In this study, a microfluidic platform was developed, and used for examination of membrane formation. Such a system, if successfully deployed, would not only provide novel morphological and kinetical insight, but can also act as a rapid prototyping tool for testing new materials and potential membrane formulations. Further, the microfluidic method, compared with previous imaging platforms, better represents commercial "roll-to-roll" fabrication of PS membranes, since it accounts for flow at the interface.
First, a system for visualizing morphology formation during PS was designed and tested on a well-known formula for making polysulfone membranes. Here, the focus was on stabilization of the fluid-fluid interface as a required condition for controllable and trackable dynamic behavior of the rapid formation process. It was observed that when applying 3 different flow rates of the water on the polymer solution, 3 different morphologies were obtained. Under low flow rates, spongy-like morphology characterized by slow kinetics was observed, whilst a porous 'macrovoid' morphology with much faster kinetics were observed for the high flow rate.
Next, visualization experiments were conducted on IP, where the focus was placed on evaluating the exothermic character of the reaction.

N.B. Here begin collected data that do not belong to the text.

//! Question request/response models.

use std::collections::HashMap;

use chrono::{DateTime, Utc};
use sea_orm::{ColumnTrait, DatabaseConnection, EntityTrait, QueryFilter};
use serde::{Deserialize, Serialize};
use uuid::Uuid;
use validator::Validate;

use db::models::question::{Model as QuestionModel, QuestionType};
use db::models::question_option::Model as QuestionOptionModel;
use db::models::question_submission::Model as SubmissionModel;
use db::models::topic::{Column as TopicColumn, Entity as TopicEntity};
use services::error::ServiceResult;

#[derive(Debug, Deserialize, Validate)]
pub struct CreateQuestionRequest {
    pub statement: String,
    /// `"closed"` or `"open"`.
    pub question_type: String,
    #[validate(range(min = 1, max = 5, message = "Difficulty must be between 1 and 5"))]
    pub difficulty: i32,
    /// Optional topic tag (public id).
    pub topic_id: Option<String>,
}

#[derive(Debug, Deserialize)]
pub struct CreateOptionRequest {
    pub text: String,
    pub is_correct: bool,
}

#[derive(Debug, Deserialize)]
pub struct QuestionFilterReq {
    pub page: Option<u64>,
    pub per_page: Option<u64>,
    pub query: Option<String>,
    pub question_type: Option<String>,
    pub topic_id: Option<String>,
}

#[derive(Debug, Deserialize, Default)]
pub struct SubmitAnswerRequest {
    /// Public id of the chosen option; closed-ended questions only.
    pub selected_option_id: Option<String>,
    /// Free-text answer; open-ended questions only.
    pub answer_text: Option<String>,
}

#[derive(Debug, Serialize)]
pub struct QuestionResponse {
    pub id: Uuid,
    pub statement: String,
    pub question_type: QuestionType,
    pub difficulty: i32,
    pub topic_id: Option<Uuid>,
    pub is_active: bool,
    pub created_at: DateTime<Utc>,
    pub updated_at: DateTime<Utc>,
}

impl QuestionResponse {
    pub fn from_model(question: QuestionModel, topic_public_id: Option<Uuid>) -> Self {
        Self {
            id: question.public_id,
            statement: question.statement,
            question_type: question.question_type,
            difficulty: question.difficulty,
            topic_id: topic_public_id,
            is_active: question.is_active,
            created_at: question.created_at,
            updated_at: question.updated_at,
        }
    }
}

/// Maps internal topic ids to public ids for response building.
pub async fn topic_refs(
    db: &DatabaseConnection,
    questions: &[QuestionModel],
) -> ServiceResult<HashMap<i64, Uuid>> {
    let topic_ids: Vec<i64> = questions.iter().filter_map(|q| q.topic_id).collect();
    if topic_ids.is_empty() {
        return Ok(HashMap::new());
    }
    let topics = TopicEntity::find()
        .filter(TopicColumn::Id.is_in(topic_ids))
        .all(db)
        .await?;
    Ok(topics.into_iter().map(|t| (t.id, t.public_id)).collect())
}

#[derive(Debug, Serialize)]
pub struct OptionResponse {
    pub id: Uuid,
    pub text: String,
    /// Only exposed to admin callers.
    #[serde(skip_serializing_if = "Option::is_none")]
    pub is_correct: Option<bool>,
}

impl OptionResponse {
    pub fn from_model(option: QuestionOptionModel, caller_is_admin: bool) -> Self {
        Self {
            id: option.public_id,
            text: option.text,
            is_correct: caller_is_admin.then_some(option.is_correct),
        }
    }
}

#[derive(Serialize)]
pub struct QuestionDetailResponse {
    #[serde(flatten)]
    pub question: QuestionResponse,
    pub options: Vec<OptionResponse>,
}

#[derive(Serialize)]
pub struct QuestionListResponse {
    pub questions: Vec<QuestionResponse>,
    pub page: u64,
    pub per_page: u64,
    pub total: u64,
}

#[derive(Debug, Serialize)]
pub struct SubmissionResponse {
    pub id: Uuid,
    pub selected_option_id: Option<Uuid>,
    pub answer_text: Option<String>,
    pub score: Option<i32>,
    pub passed: Option<bool>,
    pub feedback: Option<String>,
    pub graded_at: Option<DateTime<Utc>>,
    pub created_at: DateTime<Utc>,
}

impl SubmissionResponse {
    pub async fn from_model(
        db: &DatabaseConnection,
        submission: SubmissionModel,
    ) -> ServiceResult<Self> {
        let selected_option_id = match submission.selected_option_id {
            Some(option_id) => db::models::QuestionOption::find_by_id(option_id)
                .one(db)
                .await?
                .map(|o| o.public_id),
            None => None,
        };

        Ok(Self {
            id: submission.public_id,
            selected_option_id,
            answer_text: submission.answer_text,
            score: submission.score,
            passed: submission.passed,
            feedback: submission.feedback,
            graded_at: submission.graded_at,
            created_at: submission.created_at,
        })
    }
}
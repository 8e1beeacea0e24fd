//! # Group Routes Module
//!
//! Defines and wires up routes for the `/api/groups` endpoint group,
//! including membership and the nested activity/item routes.

use axum::middleware::from_fn;
use axum::routing::{delete, get, post};
use axum::Router;

use crate::auth::guards::allow_admin;
use crate::state::AppState;

pub mod activities;
pub mod common;
pub mod delete;
pub mod get;
pub mod post;

/// Builds and returns the `/groups` route group.
///
/// Routes:
/// - `GET    /groups`                     → list groups
/// - `POST   /groups`                     → create a group (admin only)
/// - `GET    /groups/{group_id}`          → fetch one group
/// - `DELETE /groups/{group_id}`          → archive a group (admin only)
/// - `GET    /groups/{group_id}/members`  → list members
/// - `POST   /groups/{group_id}/members`  → add members (admin only)
/// - `DELETE /groups/{group_id}/members`  → remove members (admin only)
///
/// Activity routes are nested under `/groups/{group_id}/activities`.
pub fn group_routes() -> Router<AppState> {
    Router::new()
        .route("/", get(get::list_groups))
        .route("/", post(post::create_group).route_layer(from_fn(allow_admin)))
        .route("/{group_id}", get(get::get_group))
        .route(
            "/{group_id}",
            delete(delete::delete_group).route_layer(from_fn(allow_admin)),
        )
        .route("/{group_id}/members", get(get::get_members))
        .route(
            "/{group_id}/members",
            post(post::add_members).route_layer(from_fn(allow_admin)),
        )
        .route(
            "/{group_id}/members",
            delete(delete::remove_members).route_layer(from_fn(allow_admin)),
        )
        .nest("/{group_id}/activities", activities::activity_routes())
}
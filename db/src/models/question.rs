use chrono::{DateTime, Utc};
use sea_orm::entity::prelude::*;
use serde::{Deserialize, Serialize};

/// How a question is answered and graded.
///
/// Closed questions carry options and grade synchronously; open questions take
/// free text and stay ungraded until a grader writes a score back.
#[derive(
    Debug,
    Clone,
    Copy,
    PartialEq,
    Eq,
    EnumIter,
    DeriveActiveEnum,
    Serialize,
    Deserialize,
    strum::Display,
    strum::EnumString,
)]
#[sea_orm(rs_type = "String", db_type = "Text")]
#[serde(rename_all = "snake_case")]
#[strum(serialize_all = "snake_case")]
pub enum QuestionType {
    #[sea_orm(string_value = "closed")]
    Closed,
    #[sea_orm(string_value = "open")]
    Open,
}

#[derive(Clone, Debug, PartialEq, DeriveEntityModel, Serialize, Deserialize)]
#[sea_orm(table_name = "questions")]
pub struct Model {
    #[sea_orm(primary_key)]
    pub id: i64,
    #[sea_orm(unique)]
    pub public_id: Uuid,
    pub statement: String,
    pub question_type: QuestionType,
    /// 1 (easiest) to 5 (hardest); feeds the per-topic median.
    pub difficulty: i32,
    pub topic_id: Option<i64>,
    pub is_active: bool,
    pub created_by: i64,
    pub created_at: DateTime<Utc>,
    pub updated_at: DateTime<Utc>,
}

#[derive(Copy, Clone, Debug, EnumIter, DeriveRelation)]
pub enum Relation {
    #[sea_orm(has_many = "super::question_option::Entity")]
    Options,
    #[sea_orm(
        belongs_to = "super::topic::Entity",
        from = "Column::TopicId",
        to = "super::topic::Column::Id"
    )]
    Topic,
}

impl Related<super::question_option::Entity> for Entity {
    fn to() -> RelationDef {
        Relation::Options.def()
    }
}

impl Related<super::topic::Entity> for Entity {
    fn to() -> RelationDef {
        Relation::Topic.def()
    }
}

impl ActiveModelBehavior for ActiveModel {}

impl Model {
    pub async fn find_by_public_id<C: ConnectionTrait>(
        db: &C,
        public_id: Uuid,
    ) -> Result<Option<Model>, DbErr> {
        Entity::find()
            .filter(Column::PublicId.eq(public_id))
            .one(db)
            .await
    }

    pub async fn options<C: ConnectionTrait>(
        &self,
        db: &C,
    ) -> Result<Vec<super::question_option::Model>, DbErr> {
        super::question_option::Entity::find()
            .filter(super::question_option::Column::QuestionId.eq(self.id))
            .all(db)
            .await
    }
}
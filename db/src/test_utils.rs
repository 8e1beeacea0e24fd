//! Shared helpers for database-backed tests.

use migration::Migrator;
use sea_orm::{ConnectOptions, Database, DatabaseConnection};
use sea_orm_migration::MigratorTrait;

/// Connects to a fresh in-memory sqlite database and applies every migration.
///
/// The pool is pinned to a single connection: each pooled sqlite `:memory:`
/// connection would otherwise see its own empty database.
pub async fn setup_test_db() -> DatabaseConnection {
    let mut options = ConnectOptions::new("sqlite::memory:");
    options.max_connections(1);

    let db = Database::connect(options)
        .await
        .expect("Failed to connect to in-memory database");

    Migrator::up(&db, None)
        .await
        .expect("Failed to run migrations");

    db
}
pub mod claims;
pub mod extractors;
pub mod guards;

pub use claims::{AuthUser, Claims};

use chrono::Utc;
use common::config;
use jsonwebtoken::{Algorithm, EncodingKey, Header, encode};

/// Signs a JWT for the given user. Returns the token and its expiry (unix
/// seconds). Used by ops tooling and tests; there is no login endpoint.
pub fn generate_jwt(user_id: i64, admin: bool) -> (String, usize) {
    let minutes = config::jwt_duration_minutes();
    let exp = (Utc::now() + chrono::Duration::minutes(minutes as i64)).timestamp() as usize;
    let claims = Claims {
        sub: user_id,
        admin,
        exp,
    };
    let token = encode(
        &Header::new(Algorithm::HS256),
        &claims,
        &EncodingKey::from_secret(config::jwt_secret().as_bytes()),
    )
    .expect("Failed to sign JWT");
    (token, exp)
}
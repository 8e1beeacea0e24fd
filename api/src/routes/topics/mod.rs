//! # Topic Routes Module
//!
//! Defines and wires up routes for the `/api/topics` endpoint group.
//!
//! ## Structure
//! - `post.rs` — create a topic
//! - `get.rs` — list/fetch topics and per-topic stats
//! - `put.rs` — partial update, including reparenting
//! - `delete.rs` — the three deletion modes
//! - `common.rs` — request/response DTOs shared by the handlers

use axum::middleware::from_fn;
use axum::routing::{delete, get, post, put};
use axum::Router;

use crate::auth::guards::allow_admin;
use crate::state::AppState;

pub mod common;
pub mod delete;
pub mod get;
pub mod post;
pub mod put;

/// Builds and returns the `/topics` route group.
///
/// Routes:
/// - `GET    /topics`                   → paginated, filtered listing
/// - `POST   /topics`                   → create a topic (admin only)
/// - `GET    /topics/{topic_id}`        → fetch one topic
/// - `GET    /topics/{topic_id}/stats`  → question count and median difficulty
/// - `PUT    /topics/{topic_id}`        → partial update (admin only)
/// - `DELETE /topics/{topic_id}`        → delete with `?mode=` (admin only)
pub fn topic_routes() -> Router<AppState> {
    Router::new()
        .route("/", get(get::list_topics))
        .route("/", post(post::create_topic).route_layer(from_fn(allow_admin)))
        .route("/{topic_id}", get(get::get_topic))
        .route("/{topic_id}/stats", get(get::topic_stats))
        .route(
            "/{topic_id}",
            put(put::edit_topic).route_layer(from_fn(allow_admin)),
        )
        .route(
            "/{topic_id}",
            delete(delete::delete_topic).route_layer(from_fn(allow_admin)),
        )
}
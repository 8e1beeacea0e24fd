//! Health check endpoint. Public, no authentication.

use axum::extract::State;
use axum::http::StatusCode;
use axum::response::IntoResponse;
use axum::routing::get;
use axum::{Json, Router};
use serde::Serialize;

use crate::response::ApiResponse;
use crate::state::AppState;

#[derive(Serialize)]
pub struct HealthResponse {
    pub status: &'static str,
    pub database: &'static str,
}

/// GET /api/health
///
/// Reports process liveness and database reachability.
pub async fn health(State(state): State<AppState>) -> impl IntoResponse {
    let database = match state.db().ping().await {
        Ok(()) => "ok",
        Err(_) => "unreachable",
    };

    (
        StatusCode::OK,
        Json(ApiResponse::success(
            HealthResponse {
                status: "ok",
                database,
            },
            "Service is healthy",
        )),
    )
}

pub fn health_routes() -> Router<AppState> {
    Router::new().route("/", get(health))
}
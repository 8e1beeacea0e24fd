use serde::{Deserialize, Serialize};

#[derive(Debug, Serialize, Deserialize, Clone)]
pub struct Claims {
    /// Internal user id.
    pub sub: i64,
    /// Admin role flag; everything else is a regular user.
    pub admin: bool,
    /// Expiry as unix seconds.
    pub exp: usize,
}

#[derive(Debug, Clone)]
pub struct AuthUser(pub Claims);
//! # User Routes Module
//!
//! Admin-only listing of provisioned accounts. There is no registration or
//! login flow; accounts and tokens are provisioned out of band.

use axum::routing::get;
use axum::Router;

use crate::state::AppState;

pub mod get;

/// Builds and returns the `/users` route group (admin only).
pub fn user_routes() -> Router<AppState> {
    Router::new().route("/", get(get::list_users))
}
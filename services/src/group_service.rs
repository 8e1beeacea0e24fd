//! Classroom/group usecases: group lifecycle and membership batches.

use chrono::Utc;
use sea_orm::{
    ActiveModelTrait, ColumnTrait, DatabaseConnection, EntityTrait, IntoActiveModel,
    PaginatorTrait, QueryFilter, QueryOrder, Set, TransactionTrait,
};
use uuid::Uuid;

use db::models::group::{self, Column as GroupColumn, Entity as GroupEntity, Model as GroupModel};
use db::models::group_user::{
    self, Column as GroupUserColumn, Entity as GroupUserEntity,
};
use db::models::user::{Column as UserColumn, Entity as UserEntity, Model as UserModel};

use crate::error::{ServiceError, ServiceResult};

#[derive(Debug, Clone, Default)]
pub struct CreateGroup {
    pub name: String,
    pub description: Option<String>,
    pub created_by: i64,
}

#[derive(Debug, Clone, Default)]
pub struct GroupFilter {
    pub query: Option<String>,
    pub page: u64,
    pub per_page: u64,
}

pub struct GroupService;

impl GroupService {
    pub async fn create(db: &DatabaseConnection, params: CreateGroup) -> ServiceResult<GroupModel> {
        let name = params.name.trim();
        if name.is_empty() {
            return Err(ServiceError::invalid("Group name cannot be empty"));
        }

        let description = params
            .description
            .as_deref()
            .map(str::trim)
            .filter(|d| !d.is_empty())
            .map(str::to_owned);

        let now = Utc::now();
        let group = group::ActiveModel {
            public_id: Set(Uuid::new_v4()),
            name: Set(name.to_owned()),
            description: Set(description),
            is_active: Set(true),
            created_by: Set(params.created_by),
            created_at: Set(now),
            updated_at: Set(now),
            ..Default::default()
        };

        group
            .insert(db)
            .await
            .map_err(|err| ServiceError::or_conflict(err, "A group with this name already exists"))
    }

    pub async fn get(db: &DatabaseConnection, public_id: &str) -> ServiceResult<GroupModel> {
        let uuid = Uuid::parse_str(public_id.trim())
            .map_err(|_| ServiceError::not_found("Group not found"))?;
        GroupModel::find_by_public_id(db, uuid)
            .await?
            .filter(|g| g.is_active)
            .ok_or_else(|| ServiceError::not_found("Group not found"))
    }

    pub async fn list(
        db: &DatabaseConnection,
        filter: GroupFilter,
    ) -> ServiceResult<(Vec<GroupModel>, u64)> {
        let mut query = GroupEntity::find().filter(GroupColumn::IsActive.eq(true));

        if let Some(q) = filter.query.as_deref() {
            let q = q.trim();
            if !q.is_empty() {
                query = query.filter(GroupColumn::Name.contains(q));
            }
        }

        let paginator = query
            .order_by_asc(GroupColumn::Id)
            .paginate(db, filter.per_page);
        let total = paginator.num_items().await?;
        let groups = paginator.fetch_page(filter.page.saturating_sub(1)).await?;

        Ok((groups, total))
    }

    pub async fn delete(db: &DatabaseConnection, public_id: &str) -> ServiceResult<()> {
        let group = Self::get(db, public_id).await?;

        let mut active = group.into_active_model();
        active.is_active = Set(false);
        active.updated_at = Set(Utc::now());
        active.update(db).await?;
        Ok(())
    }

    /// Adds every listed user to the group, or nobody.
    ///
    /// Each id must resolve to a user and none may already be a member; the
    /// whole batch runs in one transaction so a late failure undoes earlier
    /// inserts.
    pub async fn add_members(
        db: &DatabaseConnection,
        group_public_id: &str,
        user_public_ids: &[String],
    ) -> ServiceResult<()> {
        if user_public_ids.is_empty() {
            return Err(ServiceError::invalid(
                "Request must include a non-empty list of user_ids",
            ));
        }

        let group = Self::get(db, group_public_id).await?;
        let users = Self::resolve_users(db, user_public_ids).await?;

        let txn = db.begin().await?;
        for user in &users {
            if group_user::Model::is_member(&txn, group.id, user.id).await? {
                return Err(ServiceError::conflict(format!(
                    "User '{}' is already a member of this group",
                    user.username
                )));
            }
            let membership = group_user::ActiveModel {
                group_id: Set(group.id),
                user_id: Set(user.id),
                created_at: Set(Utc::now()),
                ..Default::default()
            };
            membership.insert(&txn).await.map_err(|err| {
                ServiceError::or_conflict(err, "User is already a member of this group")
            })?;
        }
        txn.commit().await?;
        Ok(())
    }

    /// Removes every listed user from the group, or nobody.
    pub async fn remove_members(
        db: &DatabaseConnection,
        group_public_id: &str,
        user_public_ids: &[String],
    ) -> ServiceResult<()> {
        if user_public_ids.is_empty() {
            return Err(ServiceError::invalid(
                "Request must include a non-empty list of user_ids",
            ));
        }

        let group = Self::get(db, group_public_id).await?;
        let users = Self::resolve_users(db, user_public_ids).await?;

        let txn = db.begin().await?;
        for user in &users {
            let deleted = GroupUserEntity::delete_many()
                .filter(GroupUserColumn::GroupId.eq(group.id))
                .filter(GroupUserColumn::UserId.eq(user.id))
                .exec(&txn)
                .await?;
            if deleted.rows_affected == 0 {
                return Err(ServiceError::conflict(format!(
                    "User '{}' is not a member of this group",
                    user.username
                )));
            }
        }
        txn.commit().await?;
        Ok(())
    }

    pub async fn members(
        db: &DatabaseConnection,
        group_public_id: &str,
    ) -> ServiceResult<Vec<UserModel>> {
        let group = Self::get(db, group_public_id).await?;

        let memberships = GroupUserEntity::find()
            .filter(GroupUserColumn::GroupId.eq(group.id))
            .all(db)
            .await?;
        let user_ids: Vec<i64> = memberships.iter().map(|m| m.user_id).collect();
        if user_ids.is_empty() {
            return Ok(Vec::new());
        }

        UserEntity::find()
            .filter(UserColumn::Id.is_in(user_ids))
            .order_by_asc(UserColumn::Id)
            .all(db)
            .await
            .map_err(Into::into)
    }

    pub async fn member_count(db: &DatabaseConnection, group_id: i64) -> ServiceResult<u64> {
        GroupUserEntity::find()
            .filter(GroupUserColumn::GroupId.eq(group_id))
            .count(db)
            .await
            .map_err(Into::into)
    }

    async fn resolve_users(
        db: &DatabaseConnection,
        public_ids: &[String],
    ) -> ServiceResult<Vec<UserModel>> {
        let mut users = Vec::with_capacity(public_ids.len());
        for raw in public_ids {
            let uuid = Uuid::parse_str(raw.trim())
                .map_err(|_| ServiceError::not_found(format!("User '{raw}' does not exist")))?;
            let user = UserModel::find_by_public_id(db, uuid)
                .await?
                .ok_or_else(|| ServiceError::not_found(format!("User '{raw}' does not exist")))?;
            users.push(user);
        }
        Ok(users)
    }
}

#[cfg(test)]
mod tests {
    use super::*;
    use db::test_utils::setup_test_db;

    async fn setup() -> (DatabaseConnection, UserModel) {
        let db = setup_test_db().await;
        let admin = UserModel::create(&db, "admin", "admin@example.com", true)
            .await
            .unwrap();
        (db, admin)
    }

    #[tokio::test]
    async fn add_members_is_all_or_nothing() {
        let (db, admin) = setup().await;
        let alice = UserModel::create(&db, "alice", "alice@example.com", false)
            .await
            .unwrap();

        let group = GroupService::create(
            &db,
            CreateGroup {
                name: "Calculus 1".into(),
                description: None,
                created_by: admin.id,
            },
        )
        .await
        .unwrap();
        let gid = group.public_id.to_string();

        // Second id does not resolve, so alice must not be added either.
        let err = GroupService::add_members(
            &db,
            &gid,
            &[alice.public_id.to_string(), Uuid::new_v4().to_string()],
        )
        .await
        .unwrap_err();
        assert!(matches!(err, ServiceError::NotFound(_)));
        assert_eq!(GroupService::members(&db, &gid).await.unwrap().len(), 0);

        GroupService::add_members(&db, &gid, &[alice.public_id.to_string()])
            .await
            .unwrap();
        assert_eq!(GroupService::members(&db, &gid).await.unwrap().len(), 1);

        // Re-adding an existing member conflicts.
        let err = GroupService::add_members(&db, &gid, &[alice.public_id.to_string()])
            .await
            .unwrap_err();
        assert!(matches!(err, ServiceError::Conflict(_)));
    }

    #[tokio::test]
    async fn remove_members_requires_membership() {
        let (db, admin) = setup().await;
        let alice = UserModel::create(&db, "alice", "alice@example.com", false)
            .await
            .unwrap();

        let group = GroupService::create(
            &db,
            CreateGroup {
                name: "Physics".into(),
                description: None,
                created_by: admin.id,
            },
        )
        .await
        .unwrap();
        let gid = group.public_id.to_string();

        let err = GroupService::remove_members(&db, &gid, &[alice.public_id.to_string()])
            .await
            .unwrap_err();
        assert!(matches!(err, ServiceError::Conflict(_)));
    }

    #[tokio::test]
    async fn duplicate_group_names_conflict() {
        let (db, admin) = setup().await;

        GroupService::create(
            &db,
            CreateGroup {
                name: "Calculus 1".into(),
                description: None,
                created_by: admin.id,
            },
        )
        .await
        .unwrap();

        let err = GroupService::create(
            &db,
            CreateGroup {
                name: "Calculus 1".into(),
                description: None,
                created_by: admin.id,
            },
        )
        .await
        .unwrap_err();
        assert!(matches!(err, ServiceError::Conflict(_)));
    }
}
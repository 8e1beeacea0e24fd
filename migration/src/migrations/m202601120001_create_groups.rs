use sea_orm_migration::prelude::*;

pub struct Migration;

impl MigrationName for Migration {
    fn name(&self) -> &str {
        "m202601120001_create_groups"
    }
}

#[async_trait::async_trait]
impl MigrationTrait for Migration {
    async fn up(&self, manager: &SchemaManager) -> Result<(), DbErr> {
        manager
            .create_table(
                Table::create()
                    .table(Alias::new("groups"))
                    .if_not_exists()
                    .col(
                        ColumnDef::new(Alias::new("id"))
                            .big_integer()
                            .not_null()
                            .auto_increment()
                            .primary_key(),
                    )
                    .col(
                        ColumnDef::new(Alias::new("public_id"))
                            .uuid()
                            .not_null()
                            .unique_key(),
                    )
                    .col(
                        ColumnDef::new(Alias::new("name"))
                            .string()
                            .not_null()
                            .unique_key(),
                    )
                    .col(ColumnDef::new(Alias::new("description")).string())
                    .col(
                        ColumnDef::new(Alias::new("is_active"))
                            .boolean()
                            .not_null()
                            .default(true),
                    )
                    .col(
                        ColumnDef::new(Alias::new("created_by"))
                            .big_integer()
                            .not_null(),
                    )
                    .col(
                        ColumnDef::new(Alias::new("created_at"))
                            .timestamp()
                            .not_null()
                            .default(Expr::cust("CURRENT_TIMESTAMP")),
                    )
                    .col(
                        ColumnDef::new(Alias::new("updated_at"))
                            .timestamp()
                            .not_null()
                            .default(Expr::cust("CURRENT_TIMESTAMP")),
                    )
                    .foreign_key(
                        ForeignKey::create()
                            .from(Alias::new("groups"), Alias::new("created_by"))
                            .to(Alias::new("users"), Alias::new("id")),
                    )
                    .to_owned(),
            )
            .await?;

        manager
            .create_table(
                Table::create()
                    .table(Alias::new("group_users"))
                    .if_not_exists()
                    .col(
                        ColumnDef::new(Alias::new("id"))
                            .big_integer()
                            .not_null()
                            .auto_increment()
                            .primary_key(),
                    )
                    .col(
                        ColumnDef::new(Alias::new("group_id"))
                            .big_integer()
                            .not_null(),
                    )
                    .col(
                        ColumnDef::new(Alias::new("user_id"))
                            .big_integer()
                            .not_null(),
                    )
                    .col(
                        ColumnDef::new(Alias::new("created_at"))
                            .timestamp()
                            .not_null()
                            .default(Expr::cust("CURRENT_TIMESTAMP")),
                    )
                    .foreign_key(
                        ForeignKey::create()
                            .from(Alias::new("group_users"), Alias::new("group_id"))
                            .to(Alias::new("groups"), Alias::new("id"))
                            .on_delete(ForeignKeyAction::Cascade),
                    )
                    .foreign_key(
                        ForeignKey::create()
                            .from(Alias::new("group_users"), Alias::new("user_id"))
                            .to(Alias::new("users"), Alias::new("id"))
                            .on_delete(ForeignKeyAction::Cascade),
                    )
                    .to_owned(),
            )
            .await?;

        manager
            .create_index(
                Index::create()
                    .name("idx_group_users_group_user")
                    .table(Alias::new("group_users"))
                    .col(Alias::new("group_id"))
                    .col(Alias::new("user_id"))
                    .unique()
                    .to_owned(),
            )
            .await
    }

    async fn down(&self, manager: &SchemaManager) -> Result<(), DbErr> {
        manager
            .drop_table(Table::drop().table(Alias::new("group_users")).to_owned())
            .await?;
        manager
            .drop_table(Table::drop().table(Alias::new("groups")).to_owned())
            .await
    }
}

The temperature field was measured using an image analysis method based on temperature-dependent fluorescence intensity of a dye added to the reactant solution. The temperature field was measured for different conditions that represent formulations reported in the literature. Increasing flow rate, monomer concentration and addition of a co-solvent to the basic system, resulted in significant increases to the observed temperature, especially at the interface, reaching values close to 90ºC after 50 s of reaction. Interestingly, the morphologies observed exhibited a striking resemblance to typical polyamide films reported in the literature, despite the dramatically larger length scales involved (microns vs nm’s), which suggests that there might be scale similitude between nano and micro features. This would be of great value for further studies of morphological features as affected by reaction conditions, and their impact on transport.
These findings suggest that the exothermal nature of the IP reaction likely plays a significant role in determining the structure of the formed film. Including such aspects, and use of our direct observation methodology offers a new direction for investigating the actual cause for the formation of the unique IP morphology.